### EXERCISE INSTRUCTIONS:
Report each line of the entries that contains the word "body", copied in full.

### MATERIAL SUPPLIED:
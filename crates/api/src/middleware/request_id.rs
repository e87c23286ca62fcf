//! Request ID middleware for request tracing and correlation.
//!
//! Uses the `x-request-id` set by an upstream proxy when present and
//! generates a UUID v4 otherwise. The ID is recorded in the current tracing
//! span, tagged on the Sentry scope and echoed in the response headers.

use axum::{extract::Request, http::HeaderValue, middleware::Next, response::Response};
use tracing::Span;
use uuid::Uuid;

/// The HTTP header name for request IDs.
pub const REQUEST_ID_HEADER: &str = "x-request-id";

/// Longest upstream request ID accepted as is.
const MAX_UPSTREAM_ID_LEN: usize = 128;

/// Middleware that ensures every request has a request ID.
pub async fn request_id_middleware(request: Request, next: Next) -> Response {
    let request_id = request
        .headers()
        .get(REQUEST_ID_HEADER)
        .and_then(|h| h.to_str().ok())
        .filter(|id| !id.is_empty() && id.len() <= MAX_UPSTREAM_ID_LEN)
        .map_or_else(|| Uuid::new_v4().to_string(), String::from);

    Span::current().record("request_id", &request_id);

    sentry::configure_scope(|scope| {
        scope.set_tag("request_id", &request_id);
    });

    let mut response = next.run(request).await;

    if let Ok(value) = HeaderValue::from_str(&request_id) {
        response.headers_mut().insert(REQUEST_ID_HEADER, value);
    }

    response
}
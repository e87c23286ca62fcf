//! Self-service profile management.

use axum::{
    extract::State,
    http::header::SET_COOKIE,
    response::{IntoResponse, Response},
};
use serde::Deserialize;

use crate::error::{ApiJson, Result, clear_sentry_user, message};
use crate::middleware::{RequireAuth, clear_token_cookie};
use crate::models::UserProfile;
use crate::services::auth::{AuthService, ProfileUpdate};
use crate::state::AppState;

/// Profile edit body. Absent fields are left unchanged.
#[derive(Debug, Deserialize)]
#[serde(rename_all = "camelCase")]
pub struct UpdateProfileRequest {
    pub name: Option<String>,
    pub email: Option<String>,
    pub password: Option<String>,
    pub phone_number: Option<String>,
    pub address: Option<String>,
}

/// GET /api/users/profile
///
/// # Errors
///
/// 401 without a valid credential.
pub async fn show(
    State(state): State<AppState>,
    RequireAuth(identity): RequireAuth,
) -> Result<ApiJson<UserProfile>> {
    let user = AuthService::new(state.store()).get_user(identity.id).await?;
    Ok(ApiJson(UserProfile::from(&user)))
}

/// PUT /api/users/profile
///
/// # Errors
///
/// 400 for invalid values, 409 if the new email is taken.
pub async fn update(
    State(state): State<AppState>,
    RequireAuth(identity): RequireAuth,
    ApiJson(body): ApiJson<UpdateProfileRequest>,
) -> Result<ApiJson<UserProfile>> {
    let user = AuthService::new(state.store())
        .update_profile(
            identity.id,
            ProfileUpdate {
                name: body.name,
                email: body.email,
                password: body.password,
                phone_number: body.phone_number,
                address: body.address,
            },
        )
        .await?;
    Ok(ApiJson(UserProfile::from(&user)))
}

/// DELETE /api/users/profile
///
/// Removes the account with its listings and bookings, then signs out.
///
/// # Errors
///
/// 401 without a valid credential.
pub async fn delete(
    State(state): State<AppState>,
    RequireAuth(identity): RequireAuth,
) -> Result<Response> {
    AuthService::new(state.store())
        .delete_account(identity.id)
        .await?;
    clear_sentry_user();

    let cookie = clear_token_cookie(state.config().secure_cookies())?;
    Ok(([(SET_COOKIE, cookie)], message("User removed")).into_response())
}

### RESULT FOR THIS EXERCISE:
/// Profile edit body. Absent fields are left unchanged.
    ApiJson(body): ApiJson<UpdateProfileRequest>,
                name: body.name,
                email: body.email,
                password: body.password,
                phone_number: body.phone_number,
                address: body.address,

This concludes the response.